Since I am not from computer science background,would appreciate help in explaining the technique behind tracking counters in 1/2 a byte.

Community
  • 1
  • 1
IUnknown
  • 9,301
  • 15
  • 50
  • 76
  • 2
    `If each integer appears at most ten times, then we can count its occurence in a four-bit half byte.` The number 10 (ten) can be encoded using 4 bits, hence a half-byte. But 10 requires only `log2(10) ~= 3.32` bits to be represented, so you can pack several counters together to save even more space (as in the quote). – user703016 Feb 25 '15 at 03:28
  • Perfect explanation - thanks – IUnknown Feb 25 '15 at 03:51

1 Answers1

0

The idea is that you use bit manipulation to exploit the fact that you have more bits at your disposal than are needed to represent the individual values you are storing.
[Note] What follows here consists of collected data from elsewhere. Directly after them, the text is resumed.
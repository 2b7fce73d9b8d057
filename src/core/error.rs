use thiserror::Error;

/// Failures reported across the backend boundary.
#[derive(Debug, Clone, PartialEq, Eq, Error)]
pub enum BackendError {
    /// The drive subsystem or service could not be reached.
    #[error("backend unreachable: {0}")]
    Unavailable(String),

    /// The backend refused the request.
    #[error("{0}")]
    Rejected(String),

    /// The backend does not know the given job id.
    #[error("job not found: {0}")]
    JobNotFound(String),
}

/// The orchestrator's error taxonomy, as seen by the UI collaborator.
#[derive(Debug, Clone, PartialEq, Eq, Error)]
pub enum OrchestratorError {
    #[error("backend unavailable: {0}")]
    BackendUnavailable(String),

    #[error("command rejected: {0}")]
    CommandRejected(String),

    #[error("device busy: {device} has an active operation")]
    DeviceBusy { device: String },

    #[error("job not found: {0}")]
    JobNotFound(String),
}

impl OrchestratorError {
    /// Normalize a failure of a state-changing command. An unreachable
    /// backend still means the command did not go through.
    pub fn from_command(err: BackendError) -> Self {
        match err {
            BackendError::JobNotFound(id) => Self::JobNotFound(id),
            BackendError::Unavailable(msg) | BackendError::Rejected(msg) => {
                Self::CommandRejected(msg)
            }
        }
    }

    /// Normalize a failure of a read-only query.
    pub fn from_query(err: BackendError) -> Self {
        match err {
            BackendError::JobNotFound(id) => Self::JobNotFound(id),
            BackendError::Unavailable(msg) | BackendError::Rejected(msg) => {
                Self::BackendUnavailable(msg)
            }
        }
    }
}

pub type Result<T, E = OrchestratorError> = std::result::Result<T, E>;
This is most practical when you are using a programming language that intrinsically supports bit manipulation, such a C++.

For a given integer, it requires log2(num) bits to represent the value in binary. As a corollary, you can determine the largest integer that can be stored in a given number of bits with 2^n-1 where n is the number of bits. So if we limit ourselves to 4 bits, the biggest number we can represent is 15.
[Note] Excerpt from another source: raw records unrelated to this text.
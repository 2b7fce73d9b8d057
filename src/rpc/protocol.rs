//! JSON-RPC 2.0 messages, one per line.

use serde::{Deserialize, Serialize};
use serde_json::Value;

use crate::core::error::OrchestratorError;

#[derive(Debug, Clone, Serialize, Deserialize)]
pub struct Request {
    pub jsonrpc: String,
    pub method: String,
    #[serde(default)]
    pub params: Option<Value>,
    /// Absent for notifications, which get no response.
    #[serde(default)]
    pub id: Option<Value>,
}

#[derive(Debug, Clone, Serialize, Deserialize)]
pub struct Response {
    pub jsonrpc: String,
    #[serde(skip_serializing_if = "Option::is_none")]
    pub result: Option<Value>,
    #[serde(skip_serializing_if = "Option::is_none")]
    pub error: Option<RpcError>,
    pub id: Value,
}

#[derive(Debug, Clone, PartialEq, Serialize, Deserialize)]
pub struct RpcError {
    pub code: i32,
    pub message: String,
    #[serde(skip_serializing_if = "Option::is_none")]
    pub data: Option<Value>,
}

pub const PARSE_ERROR: i32 = -32700;
pub const INVALID_REQUEST: i32 = -32600;
pub const METHOD_NOT_FOUND: i32 = -32601;
pub const INVALID_PARAMS: i32 = -32602;
pub const INTERNAL_ERROR: i32 = -32603;

// Application codes, one per orchestrator error kind.
pub const BACKEND_UNAVAILABLE: i32 = -32001;
pub const COMMAND_REJECTED: i32 = -32002;
pub const DEVICE_BUSY: i32 = -32003;
pub const JOB_NOT_FOUND: i32 = -32004;

impl Request {
    pub fn new(method: impl Into<String>, params: Option<Value>, id: Value) -> Self {
        Self {
            jsonrpc: "2.0".to_string(),
            method: method.into(),
            params,
            id: Some(id),
        }
    }

    pub fn is_notification(&self) -> bool {
        self.id.is_none()
    }

    pub fn validate(&self) -> Result<(), &'static str> {
        if self.jsonrpc != "2.0" {
            return Err("jsonrpc must be \"2.0\"");
        }
        if self.method.is_empty() {
            return Err("method must not be empty");
        }
        Ok(())
    }
}

impl Response {
    pub fn success(id: Value, result: impl Serialize) -> Self {
        match serde_json::to_value(result) {
            Ok(result) => Self {
                jsonrpc: "2.0".to_string(),
                result: Some(result),
                error: None,
                id,
            },
            Err(err) => Self::internal_error(id, err.to_string()),
        }
    }

    pub fn error(id: Value, code: i32, message: impl Into<String>) -> Self {
        Self {
            jsonrpc: "2.0".to_string(),
            result: None,
            error: Some(RpcError {
                code,
                message: message.into(),
                data: None,
            }),
            id,
        }
    }

    pub fn parse_error() -> Self {
        Self::error(Value::Null, PARSE_ERROR, "Parse error")
    }

    pub fn invalid_request(id: Value) -> Self {
        Self::error(id, INVALID_REQUEST, "Invalid request")
    }

    pub fn method_not_found(id: Value, method: &str) -> Self {
        Self::error(id, METHOD_NOT_FOUND, format!("Method not found: {method}"))
    }

    pub fn invalid_params(id: Value, details: impl Into<String>) -> Self {
        Self::error(id, INVALID_PARAMS, details)
    }

    pub fn internal_error(id: Value, details: impl Into<String>) -> Self {
        Self::error(id, INTERNAL_ERROR, details)
    }

    /// An orchestrator failure, with the device named in `data` when busy.
    pub fn failure(id: Value, err: &OrchestratorError) -> Self {
        let code = error_code(err);
        let mut response = Self::error(id, code, err.to_string());
        if let (OrchestratorError::DeviceBusy { device }, Some(error)) =
            (err, response.error.as_mut())
        {
            error.data = Some(serde_json::json!({ "device": device }));
        }
        response
    }
}

pub fn error_code(err: &OrchestratorError) -> i32 {
    match err {
        OrchestratorError::BackendUnavailable(_) => BACKEND_UNAVAILABLE,
        OrchestratorError::CommandRejected(_) => COMMAND_REJECTED,
        OrchestratorError::DeviceBusy { .. } => DEVICE_BUSY,
        OrchestratorError::JobNotFound(_) => JOB_NOT_FOUND,
    }
}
For simplicity's sake, let's assume that the number of bits available in each value is 8 (1 byte). And as you requested, we will use 4 bits for each stored value. Also, the code that follows will be in C++.

Helper Constants

These constants will help in the computations.

 const int PIECE_MASK_LOWER = 15  //All 4 lower bits set to 1
 //NOTE: 15 = 2^0 + 2^1 + 2^2 + 2^3
 const int VALUE_SIZE = 4 //We're using 4 bits for each value

Retrieving

Use bitwise AND logic to extract only the bits of the value you want. Bitwise AND logic gives a value whose binary representation contains 1s where both of the operands had 1s.

Retrieving the lower piece

val = compositeVal & PIECE_MASK_LOWER

Retrieving the upper piece

This is the same as getting the lower piece; but you need to right-shift the bits first so that the bits of the target value are in the correct position for the bitwise AND operation.

val = (compositeVal >> VALUE_SIZE) & PIECE_MASK_LOWER

Storing

Use bitwise OR logic to apply the bits of the value you want to store to the byte in which you are storing it. Bitwise OR logic gives a result whose binary representation contains 1s where either of the operands had 1s.

Storing the lower piece

compositeVal = compositeVal | val

Storing the upper piece

This is the same as storing the lower piece, except you need to left-shift the bits so that they are in position for the bitwise OR operation.

compositeVal = compositeVal | (val << VALUE_SIZE)

Note: if you are overwriting a piece in the composite value, you will have to clear the value that's already there. Otherwise the bitwise OR operation will give you corrupted values.

Sildoreth
  • 1,883
  • 1
  • 25
  • 38